Beinn Eighe NNR is located in the heart of the WRFT area. The reserve, Britain’s first National Nature Reserve, was set up over 50 years ago to protect one of the largest remaining fragments of Caledonian pinewood in north-west Scotland.   Nature reserve management is also of importance to wild fish populations and fisheries: River Ewe system salmon and Loch Maree sea trout spawn in many of the streams which flow from the reserve.

 

Views have been requested by SNH regarding management proposals for the NNR. NNR Proposal can be found at www.nnr-scotland.org.uk or by clicking here.
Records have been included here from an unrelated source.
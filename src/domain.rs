//! Search-space definition: named, bounded scalar parameters.
//!
//! A [`Domain`] is an ordered set of [`ParamSpec`]s, each either continuous
//! or integer-valued with finite `low < high` bounds. The domain is immutable
//! after construction and provides the two coordinate systems the rest of the
//! crate works in:
//!
//! - **parameter space** — named values ([`Pars`]) as the scoring function
//!   sees them;
//! - **unit space** — the hypercube `[0, 1]^d` the surrogate and the
//!   acquisition search operate in, for numerical conditioning.
//!
//! [`normalize`](Domain::normalize) and [`denormalize`](Domain::denormalize)
//! convert between the two; integer parameters are rounded to the nearest
//! whole value on the way out, so `denormalize(normalize(p)) == p` for every
//! in-bounds `p` (exactly for continuous dimensions, up to rounding for
//! integer ones).
//!
//! All sampling takes a caller-supplied [`fastrand::Rng`] — there is no
//! hidden global random state anywhere in the crate.
//!
//! # Examples
//!
//! ```
//! use bayesopt::domain::Domain;
//!
//! let domain = Domain::builder()
//!     .continuous("learning_rate", 1e-4, 1e-1)
//!     .integer("num_leaves", 8, 256)
//!     .build()
//!     .unwrap();
//!
//! let mut rng = fastrand::Rng::with_seed(42);
//! let points = domain.sample_latin_hypercube(&mut rng, 5);
//! assert_eq!(points.len(), 5);
//! assert!(points.iter().all(|p| domain.contains(p)));
//! ```

use std::collections::HashMap;

use crate::error::{Error, Result};
use crate::param::{ParamValue, Pars};
use crate::rng_util;

/// Whether a parameter takes continuous or integer values.
#[derive(Clone, Copy, Debug, PartialEq, Eq)]
#[cfg_attr(feature = "serde", derive(serde::Serialize, serde::Deserialize))]
pub enum ParamKind {
    /// Any value in `[low, high]`.
    Continuous,
    /// Whole values in `[low, high]`; rounded on denormalization.
    Integer,
}

/// One named, bounded parameter.
#[derive(Clone, Debug)]
#[cfg_attr(feature = "serde", derive(serde::Serialize, serde::Deserialize))]
pub struct ParamSpec {
    name: String,
    kind: ParamKind,
    low: f64,
    high: f64,
}

impl ParamSpec {
    /// Returns the parameter name.
    #[must_use]
    pub fn name(&self) -> &str {
        &self.name
    }

    /// Returns whether the parameter is continuous or integer.
    #[must_use]
    pub fn kind(&self) -> ParamKind {
        self.kind
    }

    /// Returns the inclusive lower bound.
    #[must_use]
    pub fn low(&self) -> f64 {
        self.low
    }

    /// Returns the inclusive upper bound.
    #[must_use]
    pub fn high(&self) -> f64 {
        self.high
    }

    /// Maps a unit-interval coordinate to a parameter value.
    ///
    /// The coordinate is clamped to `[0, 1]` first; integer parameters round
    /// to the nearest whole value.
    #[allow(clippy::cast_possible_truncation)]
    fn value_at(&self, unit: f64) -> ParamValue {
        let v = self.low + unit.clamp(0.0, 1.0) * (self.high - self.low);
        match self.kind {
            ParamKind::Continuous => ParamValue::Float(v),
            ParamKind::Integer => ParamValue::Int(v.round().clamp(self.low, self.high) as i64),
        }
    }

    /// Maps a parameter value to its unit-interval coordinate.
    fn unit_at(&self, value: f64) -> f64 {
        (value - self.low) / (self.high - self.low)
    }

    /// Snaps a unit coordinate to the grid of representable values.
    ///
    /// Continuous dimensions are returned unchanged (clamped); integer
    /// dimensions land exactly on the coordinate of a whole value.
    fn snap(&self, unit: f64) -> f64 {
        let unit = unit.clamp(0.0, 1.0);
        match self.kind {
            ParamKind::Continuous => unit,
            ParamKind::Integer => {
                let v = (self.low + unit * (self.high - self.low))
                    .round()
                    .clamp(self.low, self.high);
                self.unit_at(v)
            }
        }
    }
}

/// An immutable, ordered set of parameter specs.
///
/// Construct through [`Domain::builder`]; see the [module docs](self) for an
/// overview of the two coordinate systems.
#[derive(Clone, Debug)]
#[cfg_attr(feature = "serde", derive(serde::Serialize))]
pub struct Domain {
    specs: Vec<ParamSpec>,
    #[cfg_attr(feature = "serde", serde(skip))]
    index: HashMap<String, usize>,
}

impl Domain {
    /// Returns a builder for assembling a domain.
    #[must_use]
    pub fn builder() -> DomainBuilder {
        DomainBuilder { specs: Vec::new() }
    }

    /// Returns the number of parameters (the dimensionality `d`).
    #[must_use]
    pub fn len(&self) -> usize {
        self.specs.len()
    }

    /// Returns `true` if the domain has no parameters.
    ///
    /// A built domain is never empty; this exists for completeness.
    #[must_use]
    pub fn is_empty(&self) -> bool {
        self.specs.is_empty()
    }

    /// Returns the ordered parameter specs.
    #[must_use]
    pub fn specs(&self) -> &[ParamSpec] {
        &self.specs
    }

    /// Looks up a spec by name.
    #[must_use]
    pub fn spec(&self, name: &str) -> Option<&ParamSpec> {
        self.index.get(name).map(|&i| &self.specs[i])
    }

    /// Maps named parameter values into the unit hypercube.
    ///
    /// The mapping must carry exactly the domain's parameter names.
    ///
    /// # Errors
    ///
    /// Returns [`Error::UnknownParameter`] naming the first missing or
    /// unexpected key.
    pub fn normalize(&self, pars: &Pars) -> Result<Vec<f64>> {
        if pars.len() != self.specs.len()
            && let Some(extra) = pars.keys().find(|k| !self.index.contains_key(*k))
        {
            return Err(Error::UnknownParameter(extra.clone()));
        }
        self.specs
            .iter()
            .map(|spec| {
                pars.get(&spec.name)
                    .map(|v| spec.unit_at(v.as_f64()))
                    .ok_or_else(|| Error::UnknownParameter(spec.name.clone()))
            })
            .collect()
    }

    /// Maps a unit-hypercube point back to named parameter values.
    ///
    /// Coordinates are clamped to `[0, 1]`; integer parameters round to the
    /// nearest whole value.
    ///
    /// # Panics
    ///
    /// Panics if `unit.len()` differs from [`len`](Self::len) — unit vectors
    /// only ever originate from this domain.
    #[must_use]
    pub fn denormalize(&self, unit: &[f64]) -> Pars {
        assert_eq!(unit.len(), self.specs.len(), "unit vector dimension mismatch");
        self.specs
            .iter()
            .zip(unit)
            .map(|(spec, &u)| (spec.name.clone(), spec.value_at(u)))
            .collect()
    }

    /// Returns `true` if `pars` names exactly the domain's parameters and
    /// every value lies within its bounds.
    #[must_use]
    pub fn contains(&self, pars: &Pars) -> bool {
        pars.len() == self.specs.len()
            && self.specs.iter().all(|spec| {
                pars.get(&spec.name)
                    .is_some_and(|v| (spec.low..=spec.high).contains(&v.as_f64()))
            })
    }

    /// Snaps the integer dimensions of a unit point onto the grid of
    /// representable whole values. Continuous dimensions are only clamped.
    pub(crate) fn snap_to_grid(&self, unit: &mut [f64]) {
        for (spec, u) in self.specs.iter().zip(unit.iter_mut()) {
            *u = spec.snap(*u);
        }
    }

    /// Draws `n` independent uniform points.
    #[must_use]
    pub fn sample_uniform(&self, rng: &mut fastrand::Rng, n: usize) -> Vec<Pars> {
        (0..n)
            .map(|_| self.denormalize(&rng_util::unit_point(rng, self.specs.len())))
            .collect()
    }

    /// Draws `n` points by Latin hypercube sampling.
    ///
    /// Each dimension is split into `n` equal strata and every stratum is
    /// hit exactly once (per dimension), which spreads a small initial
    /// design far more evenly than uniform draws.
    #[must_use]
    #[allow(clippy::cast_precision_loss)]
    pub fn sample_latin_hypercube(&self, rng: &mut fastrand::Rng, n: usize) -> Vec<Pars> {
        if n == 0 {
            return Vec::new();
        }
        let d = self.specs.len();
        let mut columns: Vec<Vec<f64>> = Vec::with_capacity(d);
        for _ in 0..d {
            let mut strata: Vec<usize> = (0..n).collect();
            rng_util::shuffle(rng, &mut strata);
            columns.push(
                strata
                    .into_iter()
                    .map(|s| (s as f64 + rng.f64()) / n as f64)
                    .collect(),
            );
        }
        (0..n)
            .map(|i| {
                let unit: Vec<f64> = columns.iter().map(|c| c[i]).collect();
                self.denormalize(&unit)
            })
            .collect()
    }

    /// Draws `n` points from a scrambled Sobol sequence (Burley 2020).
    ///
    /// Fully deterministic for a given `seed`: sample `i` of dimension `j`
    /// is `sobol_burley::sample(i, j, seed)`. Lower-discrepancy than Latin
    /// hypercube designs for moderate dimensionality.
    #[cfg(feature = "sobol")]
    #[must_use]
    #[allow(clippy::cast_possible_truncation)]
    pub fn sample_sobol(&self, seed: u32, n: usize) -> Vec<Pars> {
        (0..n as u32)
            .map(|i| {
                let unit: Vec<f64> = (0..self.specs.len() as u32)
                    .map(|j| f64::from(sobol_burley::sample(i, j, seed)))
                    .collect();
                self.denormalize(&unit)
            })
            .collect()
    }
}

/// Builder for a [`Domain`].
///
/// Parameters keep the order in which they are declared; that order defines
/// the layout of unit vectors.
///
/// # Examples
///
/// ```
/// use bayesopt::domain::Domain;
///
/// let domain = Domain::builder()
///     .continuous("x", 0.0, 10.0)
///     .integer("n", 1, 50)
///     .build()
///     .unwrap();
/// assert_eq!(domain.len(), 2);
/// ```
#[derive(Debug, Default)]
pub struct DomainBuilder {
    specs: Vec<ParamSpec>,
}

impl DomainBuilder {
    /// Adds a continuous parameter with inclusive bounds.
    #[must_use]
    pub fn continuous(mut self, name: impl Into<String>, low: f64, high: f64) -> Self {
        self.specs.push(ParamSpec {
            name: name.into(),
            kind: ParamKind::Continuous,
            low,
            high,
        });
        self
    }

    /// Adds an integer parameter with inclusive bounds.
    #[must_use]
    #[allow(clippy::cast_precision_loss)]
    pub fn integer(mut self, name: impl Into<String>, low: i64, high: i64) -> Self {
        self.specs.push(ParamSpec {
            name: name.into(),
            kind: ParamKind::Integer,
            low: low as f64,
            high: high as f64,
        });
        self
    }

    /// Validates the declared parameters and builds the domain.
    ///
    /// # Errors
    ///
    /// - [`Error::EmptyDomain`] if no parameter was declared.
    /// - [`Error::InvalidBounds`] if any parameter has `low >= high` or a
    ///   non-finite bound.
    /// - [`Error::DuplicateParameter`] if two parameters share a name.
    pub fn build(self) -> Result<Domain> {
        if self.specs.is_empty() {
            return Err(Error::EmptyDomain);
        }
        let mut index = HashMap::with_capacity(self.specs.len());
        for (i, spec) in self.specs.iter().enumerate() {
            if !(spec.low.is_finite() && spec.high.is_finite()) || spec.low >= spec.high {
                return Err(Error::InvalidBounds {
                    name: spec.name.clone(),
                    low: spec.low,
                    high: spec.high,
                });
            }
            if index.insert(spec.name.clone(), i).is_some() {
                return Err(Error::DuplicateParameter(spec.name.clone()));
            }
        }
        Ok(Domain {
            specs: self.specs,
            index,
        })
    }
}

// Deserialization goes back through the builder, so a hand-edited payload
// cannot produce a domain the builder would reject.
#[cfg(feature = "serde")]
impl<'de> serde::Deserialize<'de> for Domain {
    fn deserialize<D>(deserializer: D) -> core::result::Result<Self, D::Error>
    where
        D: serde::Deserializer<'de>,
    {
        #[derive(serde::Deserialize)]
        struct Raw {
            specs: Vec<ParamSpec>,
        }
        let raw = Raw::deserialize(deserializer)?;
        DomainBuilder { specs: raw.specs }
            .build()
            .map_err(serde::de::Error::custom)
    }
}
Please note that the consultation ends on the 13th November 2009.

 

The WRFT biologist has submitted a response to the NNR Plan Consultation which focuses on two areas of opportunity: (1) the need to develop a clearer understanding of past and present processes which affect ecosystems and biological productivity at Beinn Eighe NNR; and (2) the need to restore higher ecosystem fertility within the reserve, focussing on increasing the natural availability of life-limiting nutrients, primarily phosphorus [P], for the benefit of wildlife populations and people living within the surrounding area.

 

Beinn Eighe NNR is ideally placed to make an important contribution to national and international efforts aimed at developing and demonstrating ways of reversing ecosystem-degradation processes currently progressing at alarming rates in many other parts of the world. This is a challenge which SNH should invest in: levels of natural productivity over much of Scotland could be, and should, be much higher.